Selanjutnya, Nana—sapaan pendeknya—berharap semua desa di Kuningan bercermin dari kejadian Desa Jalaksana. Mungkin saja ada desa lain yang mengalami kasus yang sama, terutama menyangkut penitipan ATM.
“ATM itu seharusnya dipegang oleh masing-masing penerima. Toh peruntukannya sudah jelas ada aturannya. Tapi alangkah lebih baiknya, saya mengusulkan, agar e-warung atau agen itu perannya diganti sama Bumdes,” ungkapnya.
Baca juga : https://kuninganmass.com/atm-dan-pin-dititipkan-dana-bansos-diduga-dibelikan-mobil/
Pergantian peran dari agen ke Bumdes, diyakini oleh Nana akan lebih maksimal. Bumdes yang secara hirarki dibawah pemdes pun bakal hidup dan secara perputaran ekonomi itu ada.
“Mohon pa bupati, dinsos, agar ada evaluasi atas kejadian di Jalaksana. Bansos itu harus betul-betul tepat sasaran dan dirasakan oleh masyarakat,” pinta Linawarman.
Menanggapi aturan baru penyaluran bansos lewat kantor pos yang tanpa ATM, dana bansos dicairkan secara cash namun tetap harus diambil oleh masyarakat. Ketika masyarakat diberikan pengertian oleh desa bahwa uang itu harus dibelanjakan di e-warung atau bumdes kalau usulannya diterima, maka dia yakin masyarakat pun akan mau.

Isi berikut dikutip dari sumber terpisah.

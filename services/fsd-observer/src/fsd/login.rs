//! Outbound login lines

use std::str::FromStr;

/// Generated login command
#[derive(Debug, Clone, Copy, PartialEq, Eq)]
pub enum LoginMode {
    /// `#AA` ATC-style login
    Aa,
    /// `#AP` pilot-style login
    Ap,
}

impl FromStr for LoginMode {
    type Err = String;

    fn from_str(s: &str) -> Result<Self, Self::Err> {
        match s.trim().to_ascii_uppercase().as_str() {
            "AA" => Ok(Self::Aa),
            "AP" => Ok(Self::Ap),
            other => Err(other.to_string()),
        }
    }
}

/// Fields shared by both generated login forms
#[derive(Debug, Clone, PartialEq, Eq)]
pub struct Credentials {
    pub callsign: String,
    pub realname: String,
    pub cid: String,
    pub password: String,
    pub level: String,
    pub revision: String,
    pub simtype: String,
}

#[derive(Debug, Clone, PartialEq, Eq)]
pub enum Login {
    /// Sent exactly as configured
    Verbatim(String),
    Generated {
        mode: LoginMode,
        credentials: Credentials,
    },
}

impl Login {
    pub fn line(&self) -> String {
        match self {
            Self::Verbatim(line) => line.trim_end_matches(&['\r', '\n'][..]).to_string(),
            Self::Generated { mode, credentials: c } => match mode {
                LoginMode::Aa => format!(
                    "#AA{}::{}:{}:{}:{}:{}",
                    c.callsign, c.realname, c.cid, c.password, c.level, c.revision
                ),
                LoginMode::Ap => format!(
                    "#AP{}::{}:{}:{}:{}:{}:{}",
                    c.callsign, c.cid, c.password, c.level, c.revision, c.simtype, c.realname
                ),
            },
        }
    }

    /// Callsign the server will know us by. `None` for a verbatim line that is not `#AA`/`#AP`.
    pub fn callsign(&self) -> Option<&str> {
        match self {
            Self::Verbatim(line) => {
                let rest = line
                    .strip_prefix("#AA")
                    .or_else(|| line.strip_prefix("#AP"))?;
                let callsign = rest.split(':').next()?.trim();
                (!callsign.is_empty()).then_some(callsign)
            }
            Self::Generated { credentials, .. } => Some(&credentials.callsign),
        }
    }

    /// Login line with the password field blanked, for logs
    pub fn redacted_line(&self) -> String {
        match self {
            Self::Verbatim(_) => "<verbatim login line>".to_string(),
            Self::Generated { mode, credentials } => {
                let masked = Credentials {
                    password: "****".to_string(),
                    ..credentials.clone()
                };
                Self::Generated {
                    mode: *mode,
                    credentials: masked,
                }
                .line()
            }
        }
    }
}

/// Observer presence announcement
#[derive(Debug, Clone, PartialEq)]
pub struct Presence {
    pub callsign: String,
    pub frequency: String,
    pub facility: String,
    pub visual_range: String,
    pub rating: String,
    pub lat: f64,
    pub lon: f64,
    pub alt: i64,
}

impl Presence {
    pub fn line(&self) -> String {
        format!(
            "%{}:{}:{}:{}:{}:{}:{}:{}",
            self.callsign,
            self.frequency,
            self.facility,
            self.visual_range,
            self.rating,
            self.lat,
            self.lon,
            self.alt
        )
    }
}

/// Everything written after a successful connect
#[derive(Debug, Clone, PartialEq)]
pub struct LoginSequence {
    pub login: Login,
    pub presence: Option<Presence>,
}

impl LoginSequence {
    pub fn lines(&self) -> Vec<String> {
        let mut lines = vec![self.login.line()];
        if let Some(presence) = &self.presence {
            lines.push(presence.line());
        }
        lines
    }

    /// CRLF-terminated wire bytes
    pub fn wire_bytes(&self) -> Vec<u8> {
        self.lines()
            .into_iter()
            .flat_map(|line| format!("{line}\r\n").into_bytes())
            .collect()
    }
}
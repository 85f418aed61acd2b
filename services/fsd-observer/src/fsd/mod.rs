//! FSD feed protocol: framing, line parsing, PBH decoding and login lines

pub mod framing;
pub mod geo;
pub mod login;
pub mod parser;
pub mod pbh;
mod types;

pub use framing::{FrameError, LineFramer};
pub use login::{Credentials, Login, LoginMode, LoginSequence, Presence};
pub use parser::parse_line;
pub use pbh::PackedAttitude;
pub use types::{DecodedAttitude, ParsedLine, PositionReport, WireFormat};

“Kecuali kalau di kantor posnya pakai ATM, saya gak tahu. Tapi sepengetahuannya saya di kantor pos gak pakai ATM,” ucapnya.
Baca juga : https://kuninganmass.com/agen-bansos-jalaksana-ceritakan-kronologis-pembelian-mobil/
Terkadang, sambung Nana, ada perangkat yang mengantar masyarakat lantaran dipinta. Itulah menurut dia yang akan jadi dilema. Karena terkadang pula ada masyarakat yang memberikan imbalan kepada perangkat meskipun tidak dipinta.

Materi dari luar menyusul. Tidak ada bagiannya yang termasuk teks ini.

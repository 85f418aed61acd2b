//! FSD network observer
//!
//! Connects to an FSD server as an observer, decodes pilot position reports
//! into a table of latest known state per callsign, and pushes that table to
//! a collector over HTTP on a fixed cadence.
//!
//! Data flow: socket bytes -> [`fsd::LineFramer`] -> [`fsd::parse_line`] ->
//! [`client_table::ClientTable`] -> [`push::PushRelay`] -> collector.

pub mod client_table;
pub mod config;
pub mod fsd;
pub mod observer;
pub mod push;
pub mod session;
pub mod state;

pub use client_table::ClientTable;
pub use config::{Config, ConfigError};
pub use observer::Observer;
//! FSD data types

use chrono::{DateTime, Utc};
use serde::{Serialize, Serializer};

/// Which position-report layout a line was decoded with
#[derive(Debug, Clone, Copy, PartialEq, Eq, Serialize)]
#[serde(rename_all = "lowercase")]
pub enum WireFormat {
    /// `@ident:callsign:squawk:rating:lat:lon:alt:gs:pbh:flags`
    Classic,
    /// `@callsign:squawk:type:lat:lon:alt:gs:pbh:vs`
    Legacy,
}

/// Pitch/bank/heading decoded from a packed attitude word
#[derive(Debug, Clone, Copy, PartialEq, Serialize)]
pub struct DecodedAttitude {
    /// The masked 32-bit word as received
    #[serde(rename = "pbh_u32")]
    pub packed: u32,

    /// Heading in degrees, [0, 360)
    #[serde(rename = "hdg_deg", serialize_with = "two_decimals")]
    pub heading_deg: f64,

    /// Heading rounded half-to-even, [0, 359]
    #[serde(rename = "hdg_deg_round")]
    pub heading_deg_rounded: u16,

    /// Pitch in whole degrees (floor-divided)
    pub pitch_deg: i32,

    /// Bank in whole degrees (floor-divided)
    pub bank_deg: i32,

    pub on_ground: bool,
}

/// Latest known state of one callsign
#[derive(Debug, Clone, PartialEq, Serialize)]
pub struct PositionReport {
    pub callsign: String,

    /// Transponder code
    pub squawk: String,

    /// Aircraft type (legacy) or identification flag (classic)
    #[serde(rename = "type")]
    pub aircraft_type_or_flag: String,

    /// Pilot rating, classic layout only
    #[serde(skip_serializing_if = "Option::is_none")]
    pub rating: Option<String>,

    pub lat: f64,
    pub lon: f64,

    /// Altitude in feet
    pub alt: i64,

    /// Ground speed in knots
    #[serde(rename = "gs")]
    pub ground_speed: i64,

    /// Vertical speed in feet per minute, 0 for the classic layout
    #[serde(rename = "vs")]
    pub vertical_speed: i64,

    #[serde(flatten)]
    pub attitude: DecodedAttitude,

    /// Track over ground derived from the previous report, when the aircraft moved
    #[serde(skip_serializing_if = "Option::is_none")]
    pub track_deg: Option<u16>,

    pub format: WireFormat,

    /// Local receipt time
    #[serde(rename = "ts", serialize_with = "unix_seconds")]
    pub observed_at: DateTime<Utc>,
}

/// Classification of one framed line
#[derive(Debug, Clone, PartialEq)]
pub enum ParsedLine {
    Position(PositionReport),
    Disconnect { callsign: String },
    Banner { ident: String },
    Ignored,
}

fn two_decimals<S: Serializer>(value: &f64, serializer: S) -> Result<S::Ok, S::Error> {
    serializer.serialize_f64((value * 100.0).round_ties_even() / 100.0)
}

fn unix_seconds<S: Serializer>(value: &DateTime<Utc>, serializer: S) -> Result<S::Ok, S::Error> {
    serializer.serialize_i64(value.timestamp())
}
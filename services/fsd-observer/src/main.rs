//! FSD Observer - live position relay for an FSD network feed

use anyhow::{Context, Result};
use tracing::{error, info};
use tracing_subscriber::{layer::SubscriberExt, util::SubscriberInitExt, EnvFilter};

use fsd_observer::config::{flag_enabled, mask_secret};
use fsd_observer::{Config, Observer};

#[tokio::main]
async fn main() -> Result<()> {
    let debug_rx = flag_enabled(std::env::var("FSD_DEBUG_RX").ok().as_deref(), false);
    init_tracing(debug_rx);

    info!("===========================================");
    info!("   FSD Observer - live position relay");
    info!("===========================================");

    let config = match Config::from_env() {
        Ok(config) => config,
        Err(e) => {
            error!("Invalid configuration: {}", e);
            return Err(e).context("invalid configuration");
        }
    };

    info!("Configuration:");
    info!("  Feed: {}", config.feed_addr());
    info!("  Login: {}", config.login.login.redacted_line());
    info!("  Presence line: {}", config.login.presence.is_some());
    info!("  Collector: {}", config.push_url);
    info!("  Collector token: {}", mask_secret(&config.push_token));
    info!("  Push interval: {:?}", config.push_interval);
    info!("  Connect timeout: {:?}", config.connect_timeout);
    info!("  Read timeout: {:?}", config.read_timeout);
    info!("  Debug RX: {}", config.debug_rx);

    let observer =
        Observer::with_http_collector(config).context("failed to build collector client")?;

    info!("Starting observer. Press Ctrl+C to stop.");

    tokio::select! {
        _ = observer.run() => {}
        result = tokio::signal::ctrl_c() => {
            result.context("failed to listen for shutdown signal")?;
            info!("Shutdown requested");
        }
    }

    info!(
        "Shutdown complete. {} | Tracked: {}",
        observer.stats().summary(),
        observer.table().len()
    );
    Ok(())
}

fn init_tracing(debug_rx: bool) {
    let default_level = if debug_rx { "debug" } else { "info" };
    let filter = EnvFilter::try_from_default_env()
        .unwrap_or_else(|_| EnvFilter::new(format!("fsd_observer={default_level},warn")));

    tracing_subscriber::registry()
        .with(filter)
        .with(tracing_subscriber::fmt::layer().with_target(false))
        .init();
}
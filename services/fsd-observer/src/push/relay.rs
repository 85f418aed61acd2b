//! Fixed-cadence snapshot relay
//!
//! Runs independently of the feed session. Each tick snapshots the client table
//! and hands it to the collector on its own task; a tick that finds the previous
//! delivery still in flight is skipped, so a slow or failing collector never
//! stretches the cadence.

use std::sync::Arc;
use std::time::Duration;

use chrono::Utc;
use serde::Serialize;
use tokio::task::JoinHandle;
use tokio::time::{interval, MissedTickBehavior};
use tracing::{debug, warn};

use crate::client_table::ClientTable;
use crate::fsd::PositionReport;
use crate::state::{ConnectionStatus, ObserverStats, StatusSnapshot};

use super::client::Collector;

/// Body of one collector push
#[derive(Debug, Clone, Serialize)]
pub struct LiveUpdate {
    pub clients: Vec<PositionReport>,
    /// Unix seconds
    pub ts: i64,
    pub bot: StatusSnapshot,
}

impl LiveUpdate {
    pub fn capture(table: &ClientTable, status: &ConnectionStatus) -> Self {
        Self {
            clients: table.snapshot(),
            ts: Utc::now().timestamp(),
            bot: status.snapshot(),
        }
    }
}

pub struct PushRelay<C: Collector> {
    collector: Arc<C>,
    table: Arc<ClientTable>,
    status: Arc<ConnectionStatus>,
    stats: Arc<ObserverStats>,
    period: Duration,
}

impl<C: Collector> PushRelay<C> {
    pub fn new(
        collector: Arc<C>,
        table: Arc<ClientTable>,
        status: Arc<ConnectionStatus>,
        stats: Arc<ObserverStats>,
        period: Duration,
    ) -> Self {
        Self {
            collector,
            table,
            status,
            stats,
            period,
        }
    }

    pub fn spawn(self) -> JoinHandle<()> {
        tokio::spawn(self.run())
    }

    pub async fn run(self) {
        let mut ticker = interval(self.period);
        ticker.set_missed_tick_behavior(MissedTickBehavior::Skip);
        let mut in_flight: Option<JoinHandle<()>> = None;

        loop {
            ticker.tick().await;

            if in_flight.as_ref().is_some_and(|h| !h.is_finished()) {
                self.stats.record_push_skipped();
                debug!("Previous push still in flight, skipping tick");
                continue;
            }

            let update = LiveUpdate::capture(&self.table, &self.status);
            let collector = self.collector.clone();
            let stats = self.stats.clone();

            in_flight = Some(tokio::spawn(async move {
                match collector.deliver(&update).await {
                    Ok(()) => {
                        stats.record_push_ok();
                        debug!("Pushed {} clients", update.clients.len());
                    }
                    Err(e) => {
                        stats.record_push_failed();
                        warn!("Push failed: {}", e);
                    }
                }
            }));
        }
    }
}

“Kadang hal itu dibesar-besarkan padahal mereka tidak meminta. Diekspos di media seolah ada penyunatan. Saya kira pers juga harus mengerti keadaan bahwa tak ada niatan untuk memotong dari desa atau apapun. Tapi masyarakat dengan ikhlas memberi untuk uang bensin misalnya 10 ribu, saya kira wajar 10 ribu mah,” kata Nana.
Baca juga : https://kuninganmass.com/atm-dan-pin-dititipkan-ketua-komisi-iv-baru-tahu/
Perihal banyaknya bansos, termasuk PKH, diakuinya memang bertumpuk. Kadang satu orang mendapatkan PKH, BPNT dan BLT dari dana desa. Seperti benang kusut. Ketika ada komplen, kerap tidak tahu jawabannya. Termasuk kades juga tidak tahu. Dari sinilah dibutuhkan peran dan fungsi Dinsos untuk melakukan sosialisasi.
“Contoh, ada warga yang tadinya tidak dapat, kemudian dapat, itu biasanya masyarakat lain jadi suudzon. Mereka bertanya-tanya. Nah ini harus ada jawaban yang tidak dikarang atau asal jeplak. Kalau dari dinsos pasti kan jawabannya jelas tidak dikarang, kenapa permasalahan itu terjadi,” tuturnya.
Ketika penjelasan di Desa A berbeda dengan Desa B, maka akan memunculkan kecurigaan bahwa ada permainan dalam penyaluran bansos. Karena tidak satu kata alias jawabannya tidak seragam. Disitulah menurut Nana dibutuhkan peran dinsos untuk melakukan sosialisasi lebih maksimal agar tidak terjadi saling curiga.
Baca juga : https://kuninganmass.com/jangan-main-main-dengan-bansos/
Kalau penyaluran dana BPNT lewat kantor pos, bagaimana dengan PKH dan bantuan lainnya yang masih menggunakan ATM? Linawarman mengatakan, dalam penyaluran bansos ia berharap jangan sampai menumpuk melainkan dipecah di beberapa bank atau kantor pos. Itu tergantung kebijakan pemerintah pusat.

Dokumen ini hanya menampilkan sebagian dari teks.